Wait to take Social Security.
Generally speaking people are eligible to take Social Security at age 62. “If you’re still working, don’t take the income because you’ll pay taxes on that income up to 85 percent,” says Edelman. Also, at age 62, you’ll only receive 80 percent of your full benefit. If you wait until your full retirement age of 66 you can get 100 percent of your benefit. “But, if you can delay to age 70 or older, you’ll get 120 percent of your benefit,” says Edelman. “The longer you wait, the more your monthly check will be.”
There are also other things to consider like the spousal benefit if you’re married, and who earned more while you both were working. To get more information on Social Security, read 3 Things to Consider Before You Claim Social Security Benefits or visit the Social Security web site.

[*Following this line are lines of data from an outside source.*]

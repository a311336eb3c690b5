//! End-to-end checks over one extracted page: extraction, record round trip, resolution and
//! navigation.
use std::ptr;
use test_log::test;

use super::helpers::{permissive_settings, sample_character, sample_corpus};
use crate::{
    config::Settings,
    navkey::{navigate, NavAction, NavOutcome, NavToken},
    query::{all_moves, MatchTier, Resolver},
    record::{to_record_string, RecordReader},
    view::{controls, MoveView},
};

#[test]
fn sample_page_shape() {
    let akane = sample_character();
    assert_eq!(akane.name, "Akane");
    assert_eq!(
        akane.icon.as_deref(),
        Some("https://wiki.gbl.gg/images/Akane_CSS.png")
    );
    assert!(akane.is_simple());
    let names: Vec<&str> = akane.movelists[0]
        .moves
        .iter()
        .map(|m| m.name.as_str())
        .collect();
    assert_eq!(names, vec!["Jab", "Example Move", "Rolling"]);

    let example = &akane.movelists[0].moves[1];
    let labels: Vec<(&str, &str)> = example
        .variants
        .iter()
        .map(|v| (v.label.as_str(), v.damage.as_str()))
        .collect();
    assert_eq!(labels, vec![("A", "500"), ("B", "700")]);
    assert_eq!(example.variants[0].notes, "causes knockdown");
    assert_eq!(example.properties, vec!["General info"]);
    assert_eq!(example.follow_ups[0].name, "→ Example");
    assert_eq!(example.follow_ups[0].parent.as_deref(), Some("Example Move"));

    let rolling = &akane.movelists[0].moves[2];
    assert_eq!(rolling.variants.len(), 1);
    assert_eq!(rolling.variants[0].label, "B");
    assert_eq!(rolling.follow_ups[0].name, "Rolling Kick");
    assert_eq!(rolling.follow_ups[0].parent.as_deref(), Some("Rolling"));
}

#[test]
fn record_round_trip() {
    let akane = sample_character();
    let text = to_record_string(&akane).expect("serializes");
    let reader = RecordReader::new(&permissive_settings()).expect("reader");
    let back = reader.read_str(&text, None).expect("reads back");
    assert_eq!(back, akane);
}

#[test]
fn every_input_resolves_to_its_move_first() {
    let akane = sample_character();
    let resolver = Resolver::new(&Settings::builtin().expect("bundled rules"));
    for candidate in all_moves(&akane) {
        let Some(input) = &candidate.mv.input else {
            continue;
        };
        let resolution = resolver.resolve(&akane, input);
        assert_eq!(resolution.tier, Some(MatchTier::ExactInput), "{input}");
        assert!(
            resolution.first().is_some_and(|m| m.is_same(&candidate)),
            "{input} resolved elsewhere"
        );
    }
}

#[test]
fn version_zero_is_the_move_itself() {
    let akane = sample_character();
    for candidate in all_moves(&akane) {
        let base = candidate.mv.version(0);
        assert!(base.is_base());
        assert!(ptr::eq(base.frame_data(), &candidate.mv.frame_data));
    }
}

#[test]
fn substring_results_have_no_duplicates() {
    let akane = sample_character();
    let resolver = Resolver::new(&Settings::default());
    let found = resolver.resolve(&akane, "exa");
    let names: Vec<&str> = found.matches.iter().map(|m| m.mv.name.as_str()).collect();
    assert_eq!(names, vec!["Example Move", "→ Example"]);
}

#[test]
fn controls_navigate_back_to_their_moves() {
    let corpus = sample_corpus();
    let resolver = Resolver::new(&Settings::default());
    let akane = corpus.get("Akane").expect("loaded");
    let selection = resolver.select_str(akane, "Example Move").expect("resolves");
    let shown = controls(akane, &resolver, &selection);

    let follow_up = shown
        .iter()
        .find(|c| c.token.action == NavAction::FollowUp)
        .expect("follow-up control");
    let decoded: NavToken = follow_up
        .custom_id()
        .expect("encodes")
        .parse()
        .expect("decodes");
    let NavOutcome::Move { selection: child, .. } =
        navigate(&corpus, &resolver, &decoded).expect("navigates")
    else {
        panic!("expected a move");
    };
    assert_eq!(child.matched.mv.name, "→ Example");

    let back = controls(akane, &resolver, &child)
        .into_iter()
        .find(|c| c.token.action == NavAction::Parent)
        .expect("parent control");
    let NavOutcome::Move { selection: parent, .. } =
        navigate(&corpus, &resolver, &back.token).expect("navigates")
    else {
        panic!("expected a move");
    };
    assert!(parent.matched.is_same(&selection.matched));

    let version_b = shown
        .iter()
        .find(|c| c.token.action == NavAction::Version && c.token.version == 2)
        .expect("version control");
    let NavOutcome::Move { character, selection } =
        navigate(&corpus, &resolver, &version_b.token).expect("navigates")
    else {
        panic!("expected a move");
    };
    let view = MoveView::new(character, &selection.matched, selection.version);
    assert_eq!(view.version_label, "B");
    assert_eq!(view.damage.as_deref(), Some("700"));
}

#[test]
fn unknown_targets_are_not_found() {
    let corpus = sample_corpus();
    let resolver = Resolver::new(&Settings::default());
    let missing: NavToken = "version:Nobody:0:Jab:1".parse().expect("decodes");
    assert!(navigate(&corpus, &resolver, &missing).is_err());
    let missing: NavToken = "followup:Akane:0:Jab#3:0".parse().expect("decodes");
    assert!(navigate(&corpus, &resolver, &missing).is_err());
}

Don’t over-give to the grandkids.
“Lots of new grandparents make a common mistake—they get so excited when the first baby shows up, they can’t wait to show their love and affection and set up a college savings plan,” says Edelman. The problem: They may put $5,000 or $10,000 into the account, which is okay until their other grandchildren are born and they have to do the same.
“While they can be generous with the first, they might not be able to be equally generous with baby five or six,” says Edelman. Before giving your grandchildren (or grown children) money, think about how much money in total you can give. “Is the grandbaby going to need money when going to college? It may be free in 20 years or they might not go at all,” says Edelman.
Is the money you’re giving away money you’ll need for retirement? Edelman’s advice, “it’s better to leave the money in your name and at age 18, if everything is what you want it to be and the grandchild needs money for college, write a check at that time.”